- **Task to carry out**
Output only the lines from the one holding "let byte = mem.read_uint8(addr)?;" to the end of the data below, please, copied exactly.

- **Input records**
----------
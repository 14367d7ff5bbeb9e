//! This module provides an fdtable, an abstraction which keeps the guest from
//! ever seeing a real host file descriptor.  The guest is handed small dense
//! indices; each one is bound to exactly one host fd while it is allocated.
//!
//! There is one table per proxy instance and no locking: the table is only
//! ever touched by the thread that runs the dispatcher.

use crate::sysdefs::constants::{GUEST_AT_FDCWD, HOST_AT_FDCWD};

/// Value of a free slot.  Also what `lookup` hands back for an unknown index,
/// so that the host call fails with EBADF on its own.
pub const FDT_INVALID_FD: i32 = -1;

/// Virtual fd -> host fd map.
#[derive(Debug, Default)]
pub struct FdTable {
    fds: Vec<i32>,
}

impl FdTable {
    /// An empty table.  Most callers want [`FdTable::with_stdio`].
    pub fn new() -> Self {
        FdTable { fds: Vec::new() }
    }

    /// A table whose slots 0, 1 and 2 are bound to the given host fds.
    ///
    /// The proxy passes a dup of stdin and two dups of stdout, so the guest's
    /// stderr ends up on the same stream as its stdout.
    pub fn with_stdio(stdin_fd: i32, stdout_fd: i32, stderr_fd: i32) -> Self {
        let mut table = FdTable::new();
        table.allocate(stdin_fd);
        table.allocate(stdout_fd);
        table.allocate(stderr_fd);
        table
    }

    /// Bind `realfd` to the lowest free index, growing by one slot if every
    /// slot is in use.
    pub fn allocate(&mut self, realfd: i32) -> u64 {
        // Check the fds in order.
        let index = match self.fds.iter().position(|&fd| fd == FDT_INVALID_FD) {
            Some(index) => index,
            None => {
                self.fds.push(FDT_INVALID_FD);
                self.fds.len() - 1
            }
        };
        self.fds[index] = realfd;
        index as u64
    }

    /// Mark `virtualfd` free.  The caller has already closed the host fd.
    pub fn deallocate(&mut self, virtualfd: u64) {
        if let Some(slot) = usize::try_from(virtualfd)
            .ok()
            .and_then(|i| self.fds.get_mut(i))
        {
            *slot = FDT_INVALID_FD;
        }
    }

    /// Translate a guest fd into the host fd to pass to libc.
    ///
    /// The guest's `AT_FDCWD` never touches the table; it becomes the host's
    /// `AT_FDCWD`.  Out of range and free indices yield [`FDT_INVALID_FD`].
    pub fn lookup(&self, virtualfd: u64) -> i32 {
        // Only the low 32 bits are significant, like an `int` argument.
        if virtualfd as i32 == GUEST_AT_FDCWD {
            return HOST_AT_FDCWD;
        }
        usize::try_from(virtualfd)
            .ok()
            .and_then(|i| self.fds.get(i))
            .copied()
            .unwrap_or(FDT_INVALID_FD)
    }

    /// Number of slots, free or not.
    pub fn len(&self) -> usize {
        self.fds.len()
    }

    pub fn is_empty(&self) -> bool {
        self.fds.is_empty()
    }
}
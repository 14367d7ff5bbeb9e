//! The syscall proxy: mailbox decoding plus one handler per guest syscall.
//!
//! Handlers are split the usual way: file system calls in [`fs_calls`],
//! everything else (exit, argv, compression) in [`sys_calls`].

pub mod dispatcher;
pub mod fs_calls;
pub mod sys_calls;

pub use dispatcher::{CommandOutcome, DispatchError, SyscallArgs, SyscallConfig, SyscallProxy};
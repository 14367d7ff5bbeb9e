//! The simulator-side environment the proxy runs inside.

use super::mem::MemIf;

/// Byte order of the simulated machine.
///
/// Every multi-byte value that crosses into or out of guest memory goes
/// through one of these helpers, field by field.  Nothing is ever copied
/// across in host order.
#[derive(Debug, Clone, Copy, PartialEq, Eq, Default)]
pub enum Endianness {
    #[default]
    Little,
    Big,
}

impl Endianness {
    pub fn u16_to_target(self, v: u16) -> [u8; 2] {
        match self {
            Endianness::Little => v.to_le_bytes(),
            Endianness::Big => v.to_be_bytes(),
        }
    }

    pub fn u32_to_target(self, v: u32) -> [u8; 4] {
        match self {
            Endianness::Little => v.to_le_bytes(),
            Endianness::Big => v.to_be_bytes(),
        }
    }

    pub fn u64_to_target(self, v: u64) -> [u8; 8] {
        match self {
            Endianness::Little => v.to_le_bytes(),
            Endianness::Big => v.to_be_bytes(),
        }
    }

    pub fn i64_to_target(self, v: i64) -> [u8; 8] {
        self.u64_to_target(v as u64)
    }

    pub fn u64_from_target(self, bytes: [u8; 8]) -> u64 {
        match self {
            Endianness::Little => u64::from_le_bytes(bytes),
            Endianness::Big => u64::from_be_bytes(bytes),
        }
    }
}

/// Everything the proxy needs from the simulator besides the fd table and
/// the filesystem.
pub trait SyscallHost {
    /// Guest memory.
    fn memif(&mut self) -> &mut dyn MemIf;

    /// Record the run's raw "tohost" value.  Always odd: `code << 1 | 1`.
    fn set_exit_code(&mut self, tohost: u64);

    /// Decoded exit code of the run (the raw value shifted right by one).
    fn exit_code(&self) -> i32;

    /// The command line handed to the guest (argv, starting with argv[0]).
    fn target_args(&self) -> &[String];

    fn endianness(&self) -> Endianness;
}

/// A minimal host: one memory, a fixed argv and a byte order.
#[derive(Debug)]
pub struct SimpleHost<M: MemIf> {
    pub mem: M,
    pub args: Vec<String>,
    pub endianness: Endianness,
    tohost: Option<u64>,
}

impl<M: MemIf> SimpleHost<M> {
    pub fn new(mem: M, args: Vec<String>, endianness: Endianness) -> Self {
        SimpleHost {
            mem,
            args,
            endianness,
            tohost: None,
        }
    }

    /// Whether the guest has reported an exit code yet.
    pub fn exited(&self) -> bool {
        self.tohost.is_some()
    }
}

impl<M: MemIf> SyscallHost for SimpleHost<M> {
    fn memif(&mut self) -> &mut dyn MemIf {
        &mut self.mem
    }

    fn set_exit_code(&mut self, tohost: u64) {
        self.tohost = Some(tohost);
    }

    fn exit_code(&self) -> i32 {
        self.tohost.map_or(0, |t| (t >> 1) as i32)
    }

    fn target_args(&self) -> &[String] {
        &self.args
    }

    fn endianness(&self) -> Endianness {
        self.endianness
    }
}

#[cfg(test)]
mod tests {
    use super::*;
    use crate::interface::VecMemory;

    #[test]
    fn big_and_little_disagree_on_layout() {
        assert_eq!(Endianness::Little.u32_to_target(0x0102_0304), [4, 3, 2, 1]);
        assert_eq!(Endianness::Big.u32_to_target(0x0102_0304), [1, 2, 3, 4]);
        assert_eq!(Endianness::Big.u16_to_target(0xabcd), [0xab, 0xcd]);
        assert_eq!(Endianness::Little.i64_to_target(-1), [0xff; 8]);
        let bytes = Endianness::Big.u64_to_target(0x1122_3344_5566_7788);
        assert_eq!(Endianness::Big.u64_from_target(bytes), 0x1122_3344_5566_7788);
        assert_eq!(Endianness::Little.u64_from_target(bytes), 0x8877_6655_4433_2211);
    }

    #[test]
    fn exit_code_is_decoded_from_tohost() {
        let mut host = SimpleHost::new(VecMemory::new(0, 8), vec![], Endianness::Little);
        assert!(!host.exited());
        host.set_exit_code(3 << 1 | 1);
        assert!(host.exited());
        assert_eq!(host.exit_code(), 3);
        host.set_exit_code(1);
        assert_eq!(host.exit_code(), 0);
    }
}
//! Type conversion helpers for pulling syscall arguments out of guest memory.
//!
//! Guest words are 64 bits wide and stored in the guest's byte order.  Path
//! and name arguments arrive either as a `(pointer, length)` pair or as a bare
//! pointer to a NUL-terminated string.

use std::ffi::CString;

use crate::interface::{Endianness, MemError, MemIf};
use crate::sysdefs::constants::{GUEST_IO_CHUNK, MAILBOX_WORDS, WORD_SIZE};

/// Read the 8-word mailbox at `addr` and convert each word to host order.
pub fn read_mailbox(
    mem: &dyn MemIf,
    addr: u64,
    endianness: Endianness,
) -> Result<[u64; MAILBOX_WORDS], MemError> {
    let mut raw = [0u8; MAILBOX_WORDS * WORD_SIZE];
    mem.read(addr, &mut raw)?;
    let mut words = [0u64; MAILBOX_WORDS];
    for (word, chunk) in words.iter_mut().zip(raw.chunks_exact(WORD_SIZE)) {
        let mut bytes = [0u8; WORD_SIZE];
        bytes.copy_from_slice(chunk);
        *word = endianness.u64_from_target(bytes);
    }
    Ok(words)
}

pub fn read_word(mem: &dyn MemIf, addr: u64, endianness: Endianness) -> Result<u64, MemError> {
    let mut bytes = [0u8; WORD_SIZE];
    mem.read(addr, &mut bytes)?;
    Ok(endianness.u64_from_target(bytes))
}

pub fn write_word(
    mem: &mut dyn MemIf,
    addr: u64,
    value: u64,
    endianness: Endianness,
) -> Result<(), MemError> {
    mem.write(addr, &endianness.u64_to_target(value))
}

/// Copy `len` guest bytes at `ptr`.
///
/// The length comes from the guest, so the copy grows one chunk at a time:
/// a bogus length hits the end of guest memory long before the allocator
/// gives up.
pub fn read_guest_bytes(mem: &dyn MemIf, ptr: u64, len: u64) -> Result<Vec<u8>, MemError> {
    let mut buf = Vec::new();
    let mut done = 0u64;
    while done < len {
        let n = (len - done).min(GUEST_IO_CHUNK as u64) as usize;
        let addr = ptr
            .checked_add(done)
            .ok_or(MemError::OutOfBounds { addr: ptr, len: n })?;
        let start = buf.len();
        buf.resize(start + n, 0);
        mem.read(addr, &mut buf[start..])?;
        done += n as u64;
    }
    Ok(buf)
}

/// Read a `(pointer, length)` name argument.  The buffer normally carries
/// its own terminator; anything from the first NUL on is dropped.
pub fn read_sized_name(mem: &dyn MemIf, ptr: u64, len: u64) -> Result<Vec<u8>, MemError> {
    let mut buf = read_guest_bytes(mem, ptr, len)?;
    if let Some(nul) = buf.iter().position(|&b| b == 0) {
        buf.truncate(nul);
    }
    Ok(buf)
}

/// Read a NUL-terminated guest string one byte at a time.
pub fn read_cstr(mem: &dyn MemIf, ptr: u64) -> Result<Vec<u8>, MemError> {
    let mut buf = Vec::new();
    let mut addr = ptr;
    loop {
        let byte = mem.read_uint8(addr)?;
        if byte == 0 {
            return Ok(buf);
        }
        buf.push(byte);
        addr = addr.wrapping_add(1);
    }
}

/// Turn bytes that are known to be NUL-free into a C string.
pub fn to_cstring(bytes: Vec<u8>) -> CString {
    // read_sized_name / read_cstr already cut at the first NUL
    CString::new(bytes).unwrap_or_default()
}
----------
- **Task answer**
        let byte = mem.read_uint8(addr)?;
        if byte == 0 {
            return Ok(buf);
        }
        buf.push(byte);
        addr = addr.wrapping_add(1);
    }
}

/// Turn bytes that are known to be NUL-free into a C string.
pub fn to_cstring(bytes: Vec<u8>) -> CString {
    // read_sized_name / read_cstr already cut at the first NUL
    CString::new(bytes).unwrap_or_default()
}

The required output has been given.